Decoding Richard Strauss’s An Alpine Symphony

Composing a symphonic landscape: Caspar David Friedrich’s 1818 oil painting, Wanderer above the Sea of Fog. Wikimedia Commons

“He who climbs upon the highest mountains laughs at all tragic plays and tragic reality”, said the prophetic protagonist in the German philosopher Nietzsche’s Thus Spoke Zarathustra. The Conversation

Richard Strauss, who had already produced an orchestral work inspired by that book, seemingly took this injunction to heart when composing An Alpine Symphony (1915), which despite the title is better considered as the last of his “tone poems”.

The eight earlier tone poems, single-movement orchestral pieces with titles and prefaces linking the music to literature or other subject matter, had made Strauss one of the most celebrated (and controversial) composers of his day. However, although he continued composing until his death in 1949, he concentrated thereafter on opera rather than orchestral music.

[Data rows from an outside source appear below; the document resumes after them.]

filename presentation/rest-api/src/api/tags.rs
use poem_openapi::Tags;

#[derive(Debug, Tags)]
pub enum ApiTags {
    Health,
    Shell,
    Executions,
}
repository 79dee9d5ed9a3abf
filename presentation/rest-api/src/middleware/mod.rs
pub mod metrics;
pub mod recovery;
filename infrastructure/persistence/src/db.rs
use sqlx::{PgPool, postgres::PgPoolOptions};
use std::{path::Path, time::Duration};
use thiserror::Error;
use tracing::info;

use business::domain::sharding::errors::ShardingError;
use business::domain::sharding::pool::ShardPool;

#[derive(Error, Debug)]
pub enum DatabaseError {
    #[error("database.connection_error")]
    ConnectionError,
    #[error("database.migration_error")]
    MigrationError,
    #[error("database.shard_error")]
    Shard(#[from] ShardingError),
}

/// Connection settings shared by every shard.
pub struct DatabaseConfig {
    pub max_connections: u32,
    pub acquire_timeout: Duration,
}

impl Default for DatabaseConfig {
    fn default() -> Self {
        Self {
            max_connections: 5,
            acquire_timeout: Duration::from_secs(30),
        }
    }
}

/// One shard's connection URLs. At least one must be set; the missing side
/// shares the other's connection pool.
#[derive(Debug, Clone)]
pub struct ShardSource {
    pub index: u32,
    pub writer_url: Option<String>,
    pub reader_url: Option<String>,
}

/// Creates a PostgreSQL connection pool
pub async fn create_postgres_pool(
    url: &str,
    config: &DatabaseConfig,
) -> Result<PgPool, DatabaseError> {
    let pool = PgPoolOptions::new()
        .max_connections(config.max_connections)
        .acquire_timeout(config.acquire_timeout)
        .connect(url)
        .await
        .map_err(|_| DatabaseError::ConnectionError)?;

    Ok(pool)
}

/// Connects every shard source and assembles the routing pool.
pub async fn connect_shard_pool(
    sources: &[ShardSource],
    config: &DatabaseConfig,
) -> Result<ShardPool<PgPool>, DatabaseError> {
    let mut pool = ShardPool::new();

    for source in sources {
        let writer = match &source.writer_url {
            Some(url) => Some(create_postgres_pool(url, config).await?),
            None => None,
        };
        let reader = match &source.reader_url {
            Some(url) => Some(create_postgres_pool(url, config).await?),
            None => None,
        };

        pool.add_shard(source.index, writer, reader)?;
        info!("Connected database shard {}", source.index);
    }

    Ok(pool)
}

/// Runs database migrations from the specified directory on every shard
/// writer. Re-running on an aliased handle is a no-op thanks to the
/// migrations table.
pub async fn run_migrations_on_writers(
    pool: &ShardPool<PgPool>,
    migrations_path: &str,
) -> Result<(), DatabaseError> {
    let path = Path::new(migrations_path);

    // Checks that the migrations directory exists
    if !path.exists() {
        return Err(DatabaseError::MigrationError);
    }

    let migrator = sqlx::migrate::Migrator::new(path)
        .await
        .map_err(|_| DatabaseError::MigrationError)?;

    for shard in pool.shards() {
        migrator
            .run(shard.writer())
            .await
            .map_err(|_| DatabaseError::MigrationError)?;
        info!("Applied migrations to shard {}", shard.index());
    }

    Ok(())
}
use std::sync::Arc;

use async_trait::async_trait;

use crate::domain::execution::errors::ExecutionError;
use crate::domain::execution::model::ExecutionRecord;
use crate::domain::execution::repository::ExecutionLogRepository;
use crate::domain::execution::use_cases::get_history::{
    GetExecutionHistoryParams, GetExecutionHistoryUseCase,
};
use crate::domain::logger::Logger;

const DEFAULT_LIMIT: u32 = 20;
const MAX_LIMIT: u32 = 100;

pub struct GetExecutionHistoryUseCaseImpl {
    pub repository: Arc<dyn ExecutionLogRepository>,
    pub logger: Arc<dyn Logger>,
}

#[async_trait]
impl GetExecutionHistoryUseCase for GetExecutionHistoryUseCaseImpl {
    async fn execute(
        &self,
        params: GetExecutionHistoryParams,
    ) -> Result<Vec<ExecutionRecord>, ExecutionError> {
        let limit = params.limit.unwrap_or(DEFAULT_LIMIT).min(MAX_LIMIT);

        self.logger.debug(&format!(
            "Fetching {} executions for '{}'",
            limit, params.routing_key
        ));

        let records = self
            .repository
            .recent(&params.routing_key, i64::from(limit))
            .await?;
        Ok(records)
    }
}
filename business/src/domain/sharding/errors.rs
/// Sharding errors for the read/write pool.
/// Use code-style identifiers for all error variants for i18n compatibility.
///
/// These are all caller-configuration errors: they are detected synchronously
/// and returned at the call that triggers them. The pool never retries or
/// recovers on its own.
#[derive(Debug, thiserror::Error)]
pub enum ShardingError {
    /// Neither a writer nor a reader handle was supplied for a shard.
    #[error("sharding.shard_without_handles")]
    ShardWithoutHandles { index: u32 },
    /// An empty key was given to a routing function that requires a
    /// non-empty key. The pool's own empty-key shortcut never raises this.
    #[error("sharding.empty_routing_key")]
    EmptyRoutingKey,
    /// A lookup was attempted on a pool with zero shards.
    #[error("sharding.no_shards")]
    NoShards,
    /// No routing function could be resolved from configuration.
    #[error("sharding.missing_index_fn")]
    MissingIndexFn,
}
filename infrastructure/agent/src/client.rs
use std::time::Duration;

use reqwest::Client;

/// How to reach peer agents: every host is assumed to serve the same API on
/// the same scheme and port.
#[derive(Debug, Clone)]
pub struct AgentConfig {
    pub scheme: String,
    pub port: u16,
    pub api_key: Option<String>,
    pub timeout: Duration,
}

impl Default for AgentConfig {
    fn default() -> Self {
        Self {
            scheme: "http".to_string(),
            port: 8000,
            api_key: None,
            timeout: Duration::from_secs(90),
        }
    }
}

/// Shared HTTP client for peer agent endpoints.
pub struct AgentClient {
    pub client: Client,
    config: AgentConfig,
}

impl AgentClient {
    pub fn new(config: AgentConfig) -> Self {
        let client = Client::builder()
            .timeout(config.timeout)
            .build()
            .unwrap_or_default();

        Self { client, config }
    }

    pub fn api_key(&self) -> Option<&str> {
        self.config.api_key.as_deref()
    }

    /// Returns the shell endpoint URL on the given host.
    pub fn shell_url(&self, host: &str) -> String {
        format!("{}://{}:{}/shell", self.config.scheme, host, self.config.port)
    }
}
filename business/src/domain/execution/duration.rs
use std::time::Duration;

use super::errors::ExecutionError;

/// Parses the wire timeout format: `"500ms"`, `"30s"`, `"5m"`, `"2h"`, or a
/// plain integer meaning seconds. `"0s"` is valid and disables the deadline.
pub fn parse_duration(value: &str) -> Result<Duration, ExecutionError> {
    let invalid = || ExecutionError::InvalidTimeout {
        value: value.to_string(),
    };

    let trimmed = value.trim();
    if trimmed.is_empty() {
        return Err(invalid());
    }

    let (digits, unit_ms) = if let Some(digits) = trimmed.strip_suffix("ms") {
        (digits, 1u64)
    } else if let Some(digits) = trimmed.strip_suffix('s') {
        (digits, 1_000)
    } else if let Some(digits) = trimmed.strip_suffix('m') {
        (digits, 60_000)
    } else if let Some(digits) = trimmed.strip_suffix('h') {
        (digits, 3_600_000)
    } else {
        (trimmed, 1_000)
    };

    let amount: u64 = digits.parse().map_err(|_| invalid())?;
    Ok(Duration::from_millis(amount.saturating_mul(unit_ms)))
}

/// Formats a duration in the wire timeout format: whole seconds as `"Ns"`,
/// anything finer as `"Nms"`.
pub fn format_duration(duration: Duration) -> String {
    let millis = duration.as_millis();
    if millis % 1_000 == 0 {
        format!("{}s", millis / 1_000)
    } else {
        format!("{}ms", millis)
    }
}

#[cfg(test)]
mod tests {
    use super::*;

    #[test]
    fn should_parse_each_supported_unit() {
        assert_eq!(parse_duration("500ms").unwrap(), Duration::from_millis(500));
        assert_eq!(parse_duration("30s").unwrap(), Duration::from_secs(30));
        assert_eq!(parse_duration("5m").unwrap(), Duration::from_secs(300));
        assert_eq!(parse_duration("2h").unwrap(), Duration::from_secs(7_200));
    }

    #[test]
    fn should_parse_bare_integer_as_seconds() {
        assert_eq!(parse_duration("90").unwrap(), Duration::from_secs(90));
    }

    #[test]
    fn should_parse_zero_as_disabled_deadline() {
        assert_eq!(parse_duration("0s").unwrap(), Duration::ZERO);
    }

    #[test]
    fn should_tolerate_surrounding_whitespace() {
        assert_eq!(parse_duration(" 10s ").unwrap(), Duration::from_secs(10));
    }

    #[test]
    fn should_reject_malformed_values() {
        for value in ["", "abc", "10x", "-5s", "1.5h", "s", "ms"] {
            let err = parse_duration(value).unwrap_err();
            assert!(
                matches!(err, ExecutionError::InvalidTimeout { .. }),
                "expected InvalidTimeout for {value:?}"
            );
        }
    }

    #[test]
    fn should_format_whole_seconds_and_millis() {
        assert_eq!(format_duration(Duration::from_secs(60)), "60s");
        assert_eq!(format_duration(Duration::from_millis(1_500)), "1500ms");
        assert_eq!(format_duration(Duration::ZERO), "0s");
    }

    #[test]
    fn should_round_trip_formatted_values() {
        for duration in [
            Duration::from_millis(250),
            Duration::from_secs(1),
            Duration::from_secs(3_600),
        ] {
            assert_eq!(parse_duration(&format_duration(duration)).unwrap(), duration);
        }
    }
}
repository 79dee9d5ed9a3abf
/// Repository errors for domain layer.
/// Use code-style identifiers for all error variants for i18n compatibility.
#[derive(Debug, thiserror::Error)]
pub enum RepositoryError {
    #[error("repository.database_error")]
    DatabaseError,
    #[error("repository.unroutable")]
    Unroutable,
}
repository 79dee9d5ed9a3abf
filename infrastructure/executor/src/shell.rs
use std::path::PathBuf;
use std::time::Duration;

use async_trait::async_trait;
use tokio::process::Command;

use business::domain::execution::errors::ExecutionError;
use business::domain::execution::executor::ShellExecutor;
use business::domain::execution::model::{ExecutionOutput, ShellInput, ShellJob};

use crate::process::{run_with_deadline, write_script};

/// Executor-side defaults, applied when a job carries no overrides.
#[derive(Debug, Clone)]
pub struct ShellConfig {
    pub shell: String,
    pub timeout: Duration,
    pub script_dir: PathBuf,
}

impl Default for ShellConfig {
    fn default() -> Self {
        Self {
            shell: "bash".to_string(),
            timeout: Duration::from_secs(60),
            script_dir: std::env::temp_dir(),
        }
    }
}

/// Runs shell jobs on the local host via child processes.
///
/// Commands run as `<shell> -c <cmd>`; scripts are materialized in the
/// scratch directory, run as `<shell> <file>`, and removed afterwards.
pub struct ProcessShellExecutor {
    config: ShellConfig,
}

impl ProcessShellExecutor {
    pub fn new(config: ShellConfig) -> Self {
        Self { config }
    }

    fn effective_shell<'a>(&'a self, job: &'a ShellJob) -> &'a str {
        job.shell.as_deref().unwrap_or(&self.config.shell)
    }

    fn effective_timeout(&self, job: &ShellJob) -> Duration {
        job.timeout.unwrap_or(self.config.timeout)
    }

    async fn run_command(
        &self,
        shell: &str,
        timeout: Duration,
        cmd: &str,
    ) -> Result<ExecutionOutput, ExecutionError> {
        let mut command = Command::new(shell);
        command.arg("-c").arg(cmd);
        classify(run_with_deadline(command, timeout).await?)
    }

    async fn run_script(
        &self,
        shell: &str,
        timeout: Duration,
        content: &str,
    ) -> Result<ExecutionOutput, ExecutionError> {
        let path = write_script(&self.config.script_dir, content).await?;

        let mut command = Command::new(shell);
        command.arg(&path);
        let result = run_with_deadline(command, timeout).await;

        // Scratch cleanup is best effort.
        let _ = tokio::fs::remove_file(&path).await;

        classify(result?)
    }
}

fn classify(output: std::process::Output) -> Result<ExecutionOutput, ExecutionError> {
    let stdout = String::from_utf8_lossy(&output.stdout).into_owned();
    let stderr = String::from_utf8_lossy(&output.stderr).into_owned();

    if output.status.success() {
        Ok(ExecutionOutput { stdout, stderr })
    } else {
        Err(ExecutionError::CommandFailed {
            code: output.status.code(),
            stdout,
            stderr,
        })
    }
}

#[async_trait]
impl ShellExecutor for ProcessShellExecutor {
    async fn run(&self, job: &ShellJob) -> Result<ExecutionOutput, ExecutionError> {
        let shell = self.effective_shell(job);
        let timeout = self.effective_timeout(job);

        match &job.input {
            ShellInput::Command(cmd) => self.run_command(shell, timeout, cmd).await,
            ShellInput::Script(content) => self.run_script(shell, timeout, content).await,
        }
    }
}

#[cfg(test)]
mod tests {
    use super::*;
    use crate::process::script_file_name;

    fn sh_executor(script_dir: PathBuf) -> ProcessShellExecutor {
        ProcessShellExecutor::new(ShellConfig {
            shell: "sh".to_string(),
            timeout: Duration::from_secs(10),
            script_dir,
        })
    }

    fn command_job(cmd: &str) -> ShellJob {
        ShellJob::new(ShellInput::Command(cmd.to_string()), None, None).unwrap()
    }

    #[tokio::test]
    async fn should_capture_stdout_when_command_succeeds() {
        let executor = sh_executor(std::env::temp_dir());

        let output = executor.run(&command_job("printf hello")).await.unwrap();

        assert_eq!(output.stdout, "hello");
        assert!(output.stderr.is_empty());
    }

    #[tokio::test]
    async fn should_report_exit_code_and_stderr_when_command_fails() {
        let executor = sh_executor(std::env::temp_dir());

        let result = executor
            .run(&command_job("printf oops >&2; exit 3"))
            .await;

        match result.unwrap_err() {
            ExecutionError::CommandFailed {
                code,
                stdout,
                stderr,
            } => {
                assert_eq!(code, Some(3));
                assert!(stdout.is_empty());
                assert_eq!(stderr, "oops");
            }
            other => panic!("unexpected error: {other:?}"),
        }
    }

    #[tokio::test]
    async fn should_time_out_when_command_exceeds_deadline() {
        let executor = sh_executor(std::env::temp_dir());
        let job = ShellJob::new(
            ShellInput::Command("sleep 5".to_string()),
            None,
            Some(Duration::from_millis(100)),
        )
        .unwrap();

        let result = executor.run(&job).await;

        assert!(matches!(
            result.unwrap_err(),
            ExecutionError::Timeout { .. }
        ));
    }

    #[tokio::test]
    async fn should_run_script_and_remove_scratch_file() {
        let dir = tempfile::tempdir().unwrap();
        let executor = sh_executor(dir.path().to_path_buf());
        let content = "#!/bin/sh\nprintf from-script\n";
        let job = ShellJob::new(ShellInput::Script(content.to_string()), None, None).unwrap();

        let output = executor.run(&job).await.unwrap();

        assert_eq!(output.stdout, "from-script");
        let leftover = dir.path().join(script_file_name(content));
        assert!(!leftover.exists());
    }

    #[tokio::test]
    async fn should_prefer_job_shell_override() {
        let executor = ProcessShellExecutor::new(ShellConfig {
            shell: "/nonexistent/never-a-shell".to_string(),
            timeout: Duration::from_secs(10),
            script_dir: std::env::temp_dir(),
        });
        let job = ShellJob::new(
            ShellInput::Command("printf ok".to_string()),
            Some("sh".to_string()),
            None,
        )
        .unwrap();

        let output = executor.run(&job).await.unwrap();

        assert_eq!(output.stdout, "ok");
    }

    #[tokio::test]
    async fn should_report_launch_failure_when_shell_missing() {
        let executor = ProcessShellExecutor::new(ShellConfig {
            shell: "/nonexistent/never-a-shell".to_string(),
            timeout: Duration::from_secs(10),
            script_dir: std::env::temp_dir(),
        });

        let result = executor.run(&command_job("printf hi")).await;

        assert!(matches!(result.unwrap_err(), ExecutionError::Launch { .. }));
    }

    #[tokio::test]
    async fn should_treat_zero_timeout_as_no_deadline() {
        let executor = sh_executor(std::env::temp_dir());
        let job = ShellJob::new(
            ShellInput::Command("printf unbounded".to_string()),
            None,
            Some(Duration::ZERO),
        )
        .unwrap();

        let output = executor.run(&job).await.unwrap();

        assert_eq!(output.stdout, "unbounded");
    }
}
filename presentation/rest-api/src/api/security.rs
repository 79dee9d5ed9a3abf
use std::collections::HashMap;
use std::sync::RwLock;

use once_cell::sync::Lazy;
use poem::Request;
use poem_openapi::SecurityScheme;
use poem_openapi::auth::ApiKey;

/// Presented key -> key name. Installed once at startup, read by the
/// checker on every request.
static API_KEYRING: Lazy<RwLock<HashMap<String, String>>> =
    Lazy::new(|| RwLock::new(HashMap::new()));

/// Installs the configured `(name, key)` pairs. Later entries win when the
/// same key appears twice.
pub fn install_api_keys(pairs: &[(String, String)]) {
    let mut keyring = match API_KEYRING.write() {
        Ok(guard) => guard,
        Err(poisoned) => poisoned.into_inner(),
    };
    keyring.clear();
    for (name, key) in pairs {
        keyring.insert(key.clone(), name.clone());
    }
}

fn resolve_key_name(presented: &str) -> Result<String, String> {
    let keyring = API_KEYRING
        .read()
        .map_err(|e| format!("auth.keyring_read_failed: {e}"))?;

    if keyring.is_empty() {
        return Err("auth.no_keys_installed".to_string());
    }

    keyring
        .get(presented)
        .cloned()
        .ok_or_else(|| "auth.unknown_key".to_string())
}

/// X-Api-Key header authentication. The resolved value is the key's
/// configured name, which the shell endpoints use as the caller principal
/// and audit routing key.
#[derive(SecurityScheme)]
#[oai(
    ty = "api_key",
    key_name = "X-Api-Key",
    key_in = "header",
    checker = "api_key_checker"
)]
pub struct ApiKeyAuth(pub String);

async fn api_key_checker(_req: &Request, api_key: ApiKey) -> Option<String> {
    match resolve_key_name(&api_key.key) {
        Ok(name) => Some(name),
        Err(e) => {
            tracing::warn!("API key rejected: {e}");
            None
        }
    }
}

#[cfg(test)]
mod tests {
    use super::*;

    #[test]
    fn should_resolve_installed_key_to_its_name() {
        install_api_keys(&[
            ("deploy".to_string(), "s3cr3t".to_string()),
            ("ops".to_string(), "0th3r".to_string()),
        ]);

        assert_eq!(resolve_key_name("s3cr3t").unwrap(), "deploy");
        assert_eq!(resolve_key_name("0th3r").unwrap(), "ops");
        assert!(resolve_key_name("wrong").is_err());
    }

    #[test]
    fn should_reject_key_that_was_never_installed() {
        let result = resolve_key_name("no-such-key-anywhere");

        assert!(result.is_err());
    }
}
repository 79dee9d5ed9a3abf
pub mod dto;
pub mod error_mapper;
pub mod routes;
use poem::http::StatusCode;
use poem_openapi::{Object, payload::Json};

/// Error body shared by every endpoint: a stable error name plus an
/// i18n-ready message code.
#[derive(Object, Debug)]
pub struct ErrorResponse {
    pub name: String,
    pub message: String,
}

pub trait IntoErrorResponse {
    fn into_error_response(self) -> (StatusCode, Json<ErrorResponse>);
}

impl ErrorResponse {
    pub fn validation(message: impl Into<String>) -> Self {
        Self {
            name: "ValidationError".to_string(),
            message: message.into(),
        }
    }
}
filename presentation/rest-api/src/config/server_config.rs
use std::env;

/// Server configuration for HTTP listener
#[derive(Debug, Clone)]
pub struct ServerConfig {
    pub ip: String,
    pub port: String,
}

impl ServerConfig {
    /// Load server configuration from environment variables
    ///
    /// Environment variables:
    /// - SERVICE_IP: IP address to bind (default: "127.0.0.1")
    /// - SERVICE_PORT: Port to bind (default: "8000", the port other agents
    ///   expect when forwarding jobs over HTTP)
    pub fn from_env() -> Self {
        let ip = env::var("SERVICE_IP").unwrap_or_else(|_| "127.0.0.1".to_string());
        let port = env::var("SERVICE_PORT").unwrap_or_else(|_| "8000".to_string());

        Self { ip, port }
    }

    /// Get the bind address as "ip:port"
    pub fn bind_address(&self) -> String {
        format!("{}:{}", self.ip, self.port)
    }
}

#[cfg(test)]
mod tests {
    use super::*;

    #[test]
    fn should_create_bind_address_from_ip_and_port() {
        // Arrange
        let config = ServerConfig {
            ip: "0.0.0.0".to_string(),
            port: "8000".to_string(),
        };

        // Act
        let address = config.bind_address();

        // Assert
        assert_eq!(address, "0.0.0.0:8000");
    }
}
use async_trait::async_trait;

use crate::domain::execution::errors::ExecutionError;
use crate::domain::execution::model::{ExecutionOutput, ShellJob};

pub struct RunShellParams {
    /// Audit routing key; for API calls this is the authenticated key name.
    pub routing_key: String,
    pub job: ShellJob,
}

#[async_trait]
pub trait RunShellUseCase: Send + Sync {
    async fn execute(&self, params: RunShellParams) -> Result<ExecutionOutput, ExecutionError>;
}
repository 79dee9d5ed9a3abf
pub mod dependency_injection;
pub mod server;
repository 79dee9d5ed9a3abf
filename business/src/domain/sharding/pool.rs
use std::sync::Arc;

use super::errors::ShardingError;
use super::routing::{IndexFn, last_byte_index};

/// One shard of the pool: a writer handle and a reader handle for the same
/// backing database.
///
/// `index` identifies the shard for upserts and fixes its place in the sort
/// order; it is never used as a direct lookup key. The handles are owned by
/// the integrator (the pool neither opens nor closes the underlying
/// connections) and both are always present: when a shard is created with
/// only one half, the other aliases it.
#[derive(Debug, Clone)]
pub struct ReadWriteShard<H> {
    index: u32,
    writer: H,
    reader: H,
}

impl<H> ReadWriteShard<H> {
    pub fn index(&self) -> u32 {
        self.index
    }

    pub fn writer(&self) -> &H {
        &self.writer
    }

    pub fn reader(&self) -> &H {
        &self.reader
    }
}

/// Sharded read/write pool: routes a key to one shard out of a small, fixed
/// set and exposes that shard's writer and reader handles separately.
///
/// Routing is position-based: `position = index_fn(key) % shard_count` over
/// the list sorted by shard `index`. Changing the number of shards therefore
/// re-routes every key. This is a load-distribution scheme, not stable shard
/// ownership, and is kept as such.
///
/// The empty key is special-cased: it always resolves to the shard at sorted
/// position 0 without consulting the routing function at all. The two paths
/// are not equivalent once a custom routing function is installed, so the
/// shortcut must stay in front of the function call.
///
/// The pool is not internally synchronized. `add_shard`, `add_reader_shard`
/// and `set_index_fn` must not race `writer`/`reader`/`shards`; the expected
/// pattern is to build the pool completely before sharing it. All operations
/// are synchronous in-memory computation; the pool performs no I/O.
pub struct ShardPool<H> {
    shards: Vec<ReadWriteShard<H>>,
    index_fn: IndexFn,
}

impl<H: Clone> ShardPool<H> {
    /// Creates an empty pool with the default last-byte routing function.
    pub fn new() -> Self {
        Self {
            shards: Vec::new(),
            index_fn: Arc::new(last_byte_index),
        }
    }

    /// Replaces the routing function.
    ///
    /// The function must map a given key to the same bucket forever;
    /// otherwise reads and writes for one key stop landing on one shard.
    pub fn set_index_fn(&mut self, index_fn: IndexFn) {
        self.index_fn = index_fn;
    }

    /// Inserts or updates the shard for `index`.
    ///
    /// At least one handle must be supplied; a missing half aliases the
    /// supplied one. Upserting an existing index overwrites both halves and
    /// never duplicates the entry. The shard list stays sorted by `index`
    /// ascending.
    pub fn add_shard(
        &mut self,
        index: u32,
        writer: Option<H>,
        reader: Option<H>,
    ) -> Result<(), ShardingError> {
        let (writer, reader) = match (writer, reader) {
            (Some(writer), Some(reader)) => (writer, reader),
            (Some(writer), None) => (writer.clone(), writer),
            (None, Some(reader)) => (reader.clone(), reader),
            (None, None) => return Err(ShardingError::ShardWithoutHandles { index }),
        };

        if let Some(shard) = self.shards.iter_mut().find(|s| s.index == index) {
            shard.writer = writer;
            shard.reader = reader;
            return Ok(());
        }

        self.shards.push(ReadWriteShard {
            index,
            writer,
            reader,
        });
        self.shards.sort_by_key(|s| s.index);
        Ok(())
    }

    /// Inserts or updates only the reader half of the shard for `index`.
    ///
    /// If the shard does not exist yet it is created with the writer
    /// aliasing the reader; an existing writer is left untouched.
    pub fn add_reader_shard(&mut self, index: u32, reader: H) -> Result<(), ShardingError> {
        if let Some(shard) = self.shards.iter_mut().find(|s| s.index == index) {
            shard.reader = reader;
            return Ok(());
        }
        self.add_shard(index, None, Some(reader))
    }

    fn shard_for(&self, key: &str) -> Result<&ReadWriteShard<H>, ShardingError> {
        if self.shards.is_empty() {
            return Err(ShardingError::NoShards);
        }
        if key.is_empty() {
            return Ok(&self.shards[0]);
        }

        let position = (self.index_fn)(key)? % self.shards.len();
        Ok(&self.shards[position])
    }

    /// Returns the writer handle of the shard the key routes to.
    pub fn writer(&self, key: &str) -> Result<&H, ShardingError> {
        Ok(&self.shard_for(key)?.writer)
    }

    /// Returns the reader handle of the shard the key routes to.
    pub fn reader(&self, key: &str) -> Result<&H, ShardingError> {
        Ok(&self.shard_for(key)?.reader)
    }

    /// All shards in sorted order, as a read-only view.
    pub fn shards(&self) -> &[ReadWriteShard<H>] {
        &self.shards
    }

    pub fn len(&self) -> usize {
        self.shards.len()
    }

    pub fn is_empty(&self) -> bool {
        self.shards.is_empty()
    }
}

impl<H: Clone> Default for ShardPool<H> {
    fn default() -> Self {
        Self::new()
    }
}
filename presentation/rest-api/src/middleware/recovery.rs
use std::any::Any;

use poem::middleware::{CatchPanic, PanicHandler};
use poem::{Response, http::StatusCode};

/// Turns handler panics into the structured 500 body the rest of the API
/// uses, instead of poem's plain-text default.
#[derive(Clone)]
pub struct JsonPanicHandler;

impl PanicHandler for JsonPanicHandler {
    type Response = Response;

    fn get_response(&self, err: Box<dyn Any + Send + 'static>) -> Self::Response {
        tracing::error!("Handler panicked: {}", panic_message(err.as_ref()));

        let body = serde_json::json!({
            "name": "InternalError",
            "message": "server.panic",
        });

        Response::builder()
            .status(StatusCode::INTERNAL_SERVER_ERROR)
            .content_type("application/json")
            .body(body.to_string())
    }
}

fn panic_message(err: &(dyn Any + Send)) -> String {
    if let Some(message) = err.downcast_ref::<&str>() {
        (*message).to_string()
    } else if let Some(message) = err.downcast_ref::<String>() {
        message.clone()
    } else {
        "unknown panic".to_string()
    }
}

pub fn catch_panic() -> CatchPanic<JsonPanicHandler> {
    CatchPanic::new().with_handler(JsonPanicHandler)
}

Consequently, An Alpine Symphony marks the end of an era, both for the composer and for German symphonic music more generally, because after the First World War big romantic works like this went severely out of fashion. Though this tone poem was completed while the horrors of war dominated the news, it does not suggest any awareness of its larger political or historical situation. Rather, An Alpine Symphony remained focused on the representation of a landscape through music.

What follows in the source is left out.